// Copyright Amazon.com, Inc. or its affiliates. All Rights Reserved.
// SPDX-License-Identifier: Apache-2.0

//! Sample filters: focus/ignore/hide/show on frame names, show_from, and
//! label based tag filters.

use std::collections::{HashMap, HashSet};

use regex::Regex;

use super::{Location, Profile, Sample};

/// Which name filters matched at least one location.
#[derive(Debug, Default, Clone, Copy, PartialEq, Eq)]
pub struct NameMatches {
    /// `focus` matched.
    pub focus: bool,
    /// `ignore` matched.
    pub ignore: bool,
    /// `hide` matched.
    pub hide: bool,
    /// `show` or `show_from` matched.
    pub show: bool,
}

impl Profile {
    fn location_matches(&self, loc: &Location, re: &Regex) -> bool {
        let by_line = loc.lines.iter().any(|line| {
            self.function(line)
                .is_some_and(|f| re.is_match(&f.name) || re.is_match(&f.filename))
        });
        by_line || self.mapping(loc).is_some_and(|m| re.is_match(&m.file))
    }

    fn line_matches(&self, line: &super::Line, re: &Regex) -> bool {
        self.function(line)
            .is_some_and(|f| re.is_match(&f.name) || re.is_match(&f.filename))
    }

    /// Keeps samples with a location matching `focus` and none matching
    /// `ignore`; removes frames matching `hide`, and frames not matching
    /// `show`.
    pub fn filter_samples_by_name(
        &mut self,
        focus: Option<&Regex>,
        ignore: Option<&Regex>,
        hide: Option<&Regex>,
        show: Option<&Regex>,
    ) -> NameMatches {
        let mut matches = NameMatches::default();
        let mut focus_or_ignore: HashMap<usize, bool> = HashMap::new();
        let mut hidden: HashSet<usize> = HashSet::new();

        for i in 0..self.locations.len() {
            let loc = &self.locations[i];
            if ignore.is_some_and(|re| self.location_matches(loc, re)) {
                matches.ignore = true;
                focus_or_ignore.insert(i, false);
            } else if focus.map_or(true, |re| self.location_matches(loc, re)) {
                matches.focus = true;
                focus_or_ignore.insert(i, true);
            }

            let mut lines = loc.lines.clone();
            if let Some(re) = hide {
                if self.location_matches(loc, re) {
                    matches.hide = true;
                    lines.retain(|l| !self.line_matches(l, re));
                    if lines.is_empty() {
                        hidden.insert(i);
                    }
                }
            }
            if let Some(re) = show {
                lines.retain(|l| self.line_matches(l, re));
                if lines.is_empty() {
                    hidden.insert(i);
                } else {
                    matches.show = true;
                }
            }
            self.locations[i].lines = lines;
        }

        self.samples.retain_mut(|sample| {
            if !focused_and_not_ignored(&sample.locations, &focus_or_ignore) {
                return false;
            }
            if !hidden.is_empty() {
                sample.locations.retain(|l| !hidden.contains(l));
            }
            !sample.locations.is_empty()
        });
        matches
    }

    /// Drops every frame above the outermost frame matching `show_from`,
    /// and samples with no matching frame at all.
    pub fn show_from(&mut self, show_from: &Regex) -> bool {
        let mut matched_locations = HashSet::new();
        for i in 0..self.locations.len() {
            let loc = &self.locations[i];
            if self.mapping(loc).is_some_and(|m| show_from.is_match(&m.file)) {
                matched_locations.insert(i);
                continue;
            }
            // lines are innermost first, so the last match is the outermost
            let last = loc
                .lines
                .iter()
                .rposition(|l| self.line_matches(l, show_from));
            if let Some(last) = last {
                self.locations[i].lines.truncate(last + 1);
                matched_locations.insert(i);
            }
        }

        self.samples.retain_mut(|sample| {
            match sample
                .locations
                .iter()
                .rposition(|l| matched_locations.contains(l))
            {
                Some(i) => {
                    sample.locations.truncate(i + 1);
                    true
                }
                None => false,
            }
        });
        !matched_locations.is_empty()
    }

    /// Keeps samples accepted by `focus` (if any) and not rejected by
    /// `ignore` (if any). Returns whether each filter matched anything.
    pub fn filter_samples_by_tag(
        &mut self,
        focus: Option<&TagFilter>,
        ignore: Option<&TagFilter>,
    ) -> (bool, bool) {
        let (mut focus_matched, mut ignore_matched) = (false, false);
        self.samples.retain(|s| {
            let focused = focus.map_or(true, |f| f.matches(s));
            let ignored = ignore.is_some_and(|f| f.matches(s));
            focus_matched |= focused;
            ignore_matched |= ignored;
            focused && !ignored
        });
        (focus_matched, ignore_matched)
    }
}

fn focused_and_not_ignored(locations: &[usize], focus_or_ignore: &HashMap<usize, bool>) -> bool {
    let mut focused = false;
    for loc in locations {
        match focus_or_ignore.get(loc) {
            Some(false) => return false,
            Some(true) => focused = true,
            None => {}
        }
    }
    focused
}

/// A label filter of the form `regex` or `key=regex`.
///
/// String labels are matched by value. Numeric labels are matched against
/// their value followed by the unit of their key, e.g. `512bytes`.
#[derive(Debug, Clone)]
pub struct TagFilter {
    key: Option<String>,
    re: Regex,
    num_units: HashMap<String, String>,
}

impl TagFilter {
    /// Parses `spec`. `num_units` maps numeric label keys to their units.
    pub fn new(
        spec: &str,
        num_units: &std::collections::BTreeMap<String, String>,
    ) -> Result<Self, regex::Error> {
        let (key, pattern) = match spec.split_once('=') {
            Some((key, pattern)) if !key.is_empty() && !key.contains(['(', '[', '|']) => {
                (Some(key.to_owned()), pattern)
            }
            _ => (None, spec),
        };
        Ok(TagFilter {
            key,
            re: Regex::new(pattern)?,
            num_units: num_units.clone().into_iter().collect(),
        })
    }

    /// Whether any label of `sample` matches.
    pub fn matches(&self, sample: &Sample) -> bool {
        let wanted = |k: &str| self.key.as_deref().map_or(true, |want| want == k);
        let by_string = sample
            .labels
            .iter()
            .filter(|(k, _)| wanted(k.as_str()))
            .any(|(_, vals)| vals.iter().any(|v| self.re.is_match(v)));
        by_string
            || sample
                .num_labels
                .iter()
                .filter(|(k, _)| wanted(k.as_str()))
                .any(|(k, vals)| {
                    let unit = self.num_units.get(k).map(String::as_str).unwrap_or("");
                    vals.iter().any(|v| self.re.is_match(&format!("{v}{unit}")))
                })
    }
}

# # #

§ **WORK INSTRUCTION**:
Write out the entire listing exactly.

§ **OUTPUT OF THE TASK**:
// Copyright Amazon.com, Inc. or its affiliates. All Rights Reserved.
// SPDX-License-Identifier: Apache-2.0

//! Sample filters: focus/ignore/hide/show on frame names, show_from, and
//! label based tag filters.

use std::collections::{HashMap, HashSet};

use regex::Regex;

use super::{Location, Profile, Sample};

/// Which name filters matched at least one location.
#[derive(Debug, Default, Clone, Copy, PartialEq, Eq)]
pub struct NameMatches {
    /// `focus` matched.
    pub focus: bool,
    /// `ignore` matched.
    pub ignore: bool,
    /// `hide` matched.
    pub hide: bool,
    /// `show` or `show_from` matched.
    pub show: bool,
}

impl Profile {
    fn location_matches(&self, loc: &Location, re: &Regex) -> bool {
        let by_line = loc.lines.iter().any(|line| {
            self.function(line)
                .is_some_and(|f| re.is_match(&f.name) || re.is_match(&f.filename))
        });
        by_line || self.mapping(loc).is_some_and(|m| re.is_match(&m.file))
    }

    fn line_matches(&self, line: &super::Line, re: &Regex) -> bool {
        self.function(line)
            .is_some_and(|f| re.is_match(&f.name) || re.is_match(&f.filename))
    }

    /// Keeps samples with a location matching `focus` and none matching
    /// `ignore`; removes frames matching `hide`, and frames not matching
    /// `show`.
    pub fn filter_samples_by_name(
        &mut self,
        focus: Option<&Regex>,
        ignore: Option<&Regex>,
        hide: Option<&Regex>,
        show: Option<&Regex>,
    ) -> NameMatches {
        let mut matches = NameMatches::default();
        let mut focus_or_ignore: HashMap<usize, bool> = HashMap::new();
        let mut hidden: HashSet<usize> = HashSet::new();

        for i in 0..self.locations.len() {
            let loc = &self.locations[i];
            if ignore.is_some_and(|re| self.location_matches(loc, re)) {
                matches.ignore = true;
                focus_or_ignore.insert(i, false);
            } else if focus.map_or(true, |re| self.location_matches(loc, re)) {
                matches.focus = true;
                focus_or_ignore.insert(i, true);
            }

            let mut lines = loc.lines.clone();
            if let Some(re) = hide {
                if self.location_matches(loc, re) {
                    matches.hide = true;
                    lines.retain(|l| !self.line_matches(l, re));
                    if lines.is_empty() {
                        hidden.insert(i);
                    }
                }
            }
            if let Some(re) = show {
                lines.retain(|l| self.line_matches(l, re));
                if lines.is_empty() {
                    hidden.insert(i);
                } else {
                    matches.show = true;
                }
            }
            self.locations[i].lines = lines;
        }

        self.samples.retain_mut(|sample| {
            if !focused_and_not_ignored(&sample.locations, &focus_or_ignore) {
                return false;
            }
            if !hidden.is_empty() {
                sample.locations.retain(|l| !hidden.contains(l));
            }
            !sample.locations.is_empty()
        });
        matches
    }

    /// Drops every frame above the outermost frame matching `show_from`,
    /// and samples with no matching frame at all.
    pub fn show_from(&mut self, show_from: &Regex) -> bool {
        let mut matched_locations = HashSet::new();
        for i in 0..self.locations.len() {
            let loc = &self.locations[i];
            if self.mapping(loc).is_some_and(|m| show_from.is_match(&m.file)) {
                matched_locations.insert(i);
                continue;
            }
            // lines are innermost first, so the last match is the outermost
            let last = loc
                .lines
                .iter()
                .rposition(|l| self.line_matches(l, show_from));
            if let Some(last) = last {
                self.locations[i].lines.truncate(last + 1);
                matched_locations.insert(i);
            }
        }

        self.samples.retain_mut(|sample| {
            match sample
                .locations
                .iter()
                .rposition(|l| matched_locations.contains(l))
            {
                Some(i) => {
                    sample.locations.truncate(i + 1);
                    true
                }
                None => false,
            }
        });
        !matched_locations.is_empty()
    }

    /// Keeps samples accepted by `focus` (if any) and not rejected by
    /// `ignore` (if any). Returns whether each filter matched anything.
    pub fn filter_samples_by_tag(
        &mut self,
        focus: Option<&TagFilter>,
        ignore: Option<&TagFilter>,
    ) -> (bool, bool) {
        let (mut focus_matched, mut ignore_matched) = (false, false);
        self.samples.retain(|s| {
            let focused = focus.map_or(true, |f| f.matches(s));
            let ignored = ignore.is_some_and(|f| f.matches(s));
            focus_matched |= focused;
            ignore_matched |= ignored;
            focused && !ignored
        });
        (focus_matched, ignore_matched)
    }
}

fn focused_and_not_ignored(locations: &[usize], focus_or_ignore: &HashMap<usize, bool>) -> bool {
    let mut focused = false;
    for loc in locations {
        match focus_or_ignore.get(loc) {
            Some(false) => return false,
            Some(true) => focused = true,
            None => {}
        }
    }
    focused
}

/// A label filter of the form `regex` or `key=regex`.
///
/// String labels are matched by value. Numeric labels are matched against
/// their value followed by the unit of their key, e.g. `512bytes`.
#[derive(Debug, Clone)]
pub struct TagFilter {
    key: Option<String>,
    re: Regex,
    num_units: HashMap<String, String>,
}

impl TagFilter {
    /// Parses `spec`. `num_units` maps numeric label keys to their units.
    pub fn new(
        spec: &str,
        num_units: &std::collections::BTreeMap<String, String>,
    ) -> Result<Self, regex::Error> {
        let (key, pattern) = match spec.split_once('=') {
            Some((key, pattern)) if !key.is_empty() && !key.contains(['(', '[', '|']) => {
                (Some(key.to_owned()), pattern)
            }
            _ => (None, spec),
        };
        Ok(TagFilter {
            key,
            re: Regex::new(pattern)?,
            num_units: num_units.clone().into_iter().collect(),
        })
    }

    /// Whether any label of `sample` matches.
    pub fn matches(&self, sample: &Sample) -> bool {
        let wanted = |k: &str| self.key.as_deref().map_or(true, |want| want == k);
        let by_string = sample
            .labels
            .iter()
            .filter(|(k, _)| wanted(k.as_str()))
            .any(|(_, vals)| vals.iter().any(|v| self.re.is_match(v)));
        by_string
            || sample
                .num_labels
                .iter()
                .filter(|(k, _)| wanted(k.as_str()))
                .any(|(k, vals)| {
                    let unit = self.num_units.get(k).map(String::as_str).unwrap_or("");
                    vals.iter().any(|v| self.re.is_match(&format!("{v}{unit}")))
                })
    }
}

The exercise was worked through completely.